> **Recorded information**:

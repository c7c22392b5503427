//! Evaluate CLI command.
//!
//! Loads the training and validation booking curves, runs the three
//! forecast models, and prints each model's normalized error followed by
//! its forecast table.

use anyhow::{anyhow, Context, Result};
use clap::Args;
use std::path::Path;

use airline_forecast_backtest::{run_from_files, BacktestResults};
use airline_forecast_core::{AppConfig, ConfigLoader, MetricsFormatter, DEFAULT_CONFIG_PATH};
use airline_forecast_data::CsvStorage;

/// Arguments for the evaluate command.
#[derive(Args, Debug, Clone, Default)]
pub struct EvaluateArgs {
    /// Config file path
    #[arg(short, long, env = "AIRLINE_FORECAST_CONFIG", default_value = DEFAULT_CONFIG_PATH)]
    pub config: String,

    /// Training data CSV file (overrides data.training_path)
    #[arg(long)]
    pub training: Option<String>,

    /// Validation data CSV file (overrides data.validation_path)
    #[arg(long)]
    pub validation: Option<String>,

    /// Output format: text, json
    #[arg(long)]
    pub format: Option<String>,

    /// Directory to export each forecast table as CSV
    #[arg(long)]
    pub forecast_dir: Option<String>,

    /// Malformed row policy: abort, skip
    #[arg(long)]
    pub on_malformed: Option<String>,

    /// Validation ground truth: resolved, provided
    #[arg(long)]
    pub ground_truth: Option<String>,

    /// Decimal places for scores
    #[arg(long)]
    pub decimals: Option<u32>,
}

/// Output format for evaluation reports.
#[derive(Debug, Clone, Copy, PartialEq, Eq)]
pub enum OutputFormat {
    Text,
    Json,
}

impl OutputFormat {
    /// Parses an output format from string.
    pub fn parse(s: &str) -> Result<Self> {
        match s.to_lowercase().as_str() {
            "text" | "txt" => Ok(OutputFormat::Text),
            "json" => Ok(OutputFormat::Json),
            _ => Err(anyhow!(
                "Unknown format: '{}'. Valid formats: text, json",
                s
            )),
        }
    }
}

/// Applies command-line overrides on top of the loaded configuration.
fn apply_overrides(mut config: AppConfig, args: &EvaluateArgs) -> Result<AppConfig> {
    if let Some(path) = &args.training {
        config.data.training_path.clone_from(path);
    }
    if let Some(path) = &args.validation {
        config.data.validation_path.clone_from(path);
    }
    if let Some(format) = &args.format {
        config.output.format.clone_from(format);
    }
    if let Some(dir) = &args.forecast_dir {
        config.output.forecast_dir = Some(dir.clone());
    }
    if let Some(policy) = &args.on_malformed {
        config.evaluation.malformed_records = policy.parse()?;
    }
    if let Some(source) = &args.ground_truth {
        config.evaluation.ground_truth = source.parse()?;
    }
    if let Some(decimals) = args.decimals {
        config.evaluation.score_decimals = decimals;
    }
    Ok(config)
}

/// Renders results in the requested format.
fn render(results: &BacktestResults, format: OutputFormat, decimals: u32) -> Result<String> {
    match format {
        OutputFormat::Text => Ok(MetricsFormatter::format(&results.evaluations, decimals)),
        OutputFormat::Json => Ok(serde_json::to_string_pretty(results)?),
    }
}

/// Writes `<model>_forecast.csv` for every model into `dir`.
fn export_forecasts(results: &BacktestResults, dir: &str) -> Result<()> {
    let dir = Path::new(dir);
    std::fs::create_dir_all(dir)
        .with_context(|| format!("Failed to create forecast directory: {}", dir.display()))?;

    for evaluation in &results.evaluations {
        let path = dir.join(format!("{}_forecast.csv", evaluation.table.model.slug()));
        CsvStorage::write_forecasts(&path, &evaluation.table)?;
    }

    tracing::info!("Exported forecast tables to {}", dir.display());
    Ok(())
}

/// Runs the evaluate command.
///
/// # Errors
/// Returns an error if configuration is invalid or the evaluation fails.
pub fn run_evaluate(args: EvaluateArgs) -> Result<()> {
    let config = apply_overrides(ConfigLoader::load_from(&args.config)?, &args)?;
    let format = OutputFormat::parse(&config.output.format)?;

    tracing::info!("Training data: {}", config.data.training_path);
    tracing::info!("Validation data: {}", config.data.validation_path);
    tracing::info!(
        "Malformed rows: {:?}, ground truth: {:?}",
        config.evaluation.malformed_records,
        config.evaluation.ground_truth
    );

    let results = run_from_files(&config)?;

    println!("{}", render(&results, format, config.evaluation.score_decimals)?);

    if let Some(dir) = &config.output.forecast_dir {
        export_forecasts(&results, dir)?;
    }

    Ok(())
}
use clap::{Parser, Subcommand};

mod commands;

use airline_forecast_core::DEFAULT_CONFIG_PATH;
use commands::EvaluateArgs;

#[derive(Parser)]
#[command(name = "airline-forecast")]
#[command(about = "Score airline booking-curve forecasts against a naive baseline", long_about = None)]
struct Cli {
    /// Optional log file path (logs to stderr when omitted)
    #[arg(long, global = true)]
    log_file: Option<String>,

    #[command(subcommand)]
    command: Commands,
}

#[derive(Subcommand)]
enum Commands {
    /// Train the Flat, Additive and Multiplicative models and score them
    Evaluate(EvaluateArgs),
    /// Print the effective configuration after file and environment merges
    ShowConfig {
        /// Config file path
        #[arg(short, long, env = "AIRLINE_FORECAST_CONFIG", default_value = DEFAULT_CONFIG_PATH)]
        config: String,
    },
}

fn main() -> anyhow::Result<()> {
    let cli = Cli::parse();

    let filter = tracing_subscriber::EnvFilter::try_from_default_env()
        .unwrap_or_else(|_| tracing_subscriber::EnvFilter::new("info"));

    // Reports go to stdout, so logs never share it
    if let Some(path) = &cli.log_file {
        let file = std::fs::OpenOptions::new()
            .create(true)
            .append(true)
            .open(path)?;
        tracing_subscriber::fmt()
            .with_env_filter(filter)
            .with_writer(std::sync::Mutex::new(file))
            .init();
    } else {
        tracing_subscriber::fmt()
            .with_env_filter(filter)
            .with_writer(std::io::stderr)
            .init();
    }

    match cli.command {
        Commands::Evaluate(args) => {
            commands::run_evaluate(args)?;
        }
        Commands::ShowConfig { config } => {
            commands::run_show_config(&config)?;
        }
    }

    Ok(())
}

> **What is being asked**:
Would you please copy, word for word, everything above from the line containing "policy: abort, skip" down to the line containing "#[derive(Debug, Clone, Copy, PartialEq, Eq)]", those two lines included?

> **Exercise answer**:
    /// Malformed row policy: abort, skip
    #[arg(long)]
    pub on_malformed: Option<String>,

    /// Validation ground truth: resolved, provided
    #[arg(long)]
    pub ground_truth: Option<String>,

    /// Decimal places for scores
    #[arg(long)]
    pub decimals: Option<u32>,
}

/// Output format for evaluation reports.
#[derive(Debug, Clone, Copy, PartialEq, Eq)]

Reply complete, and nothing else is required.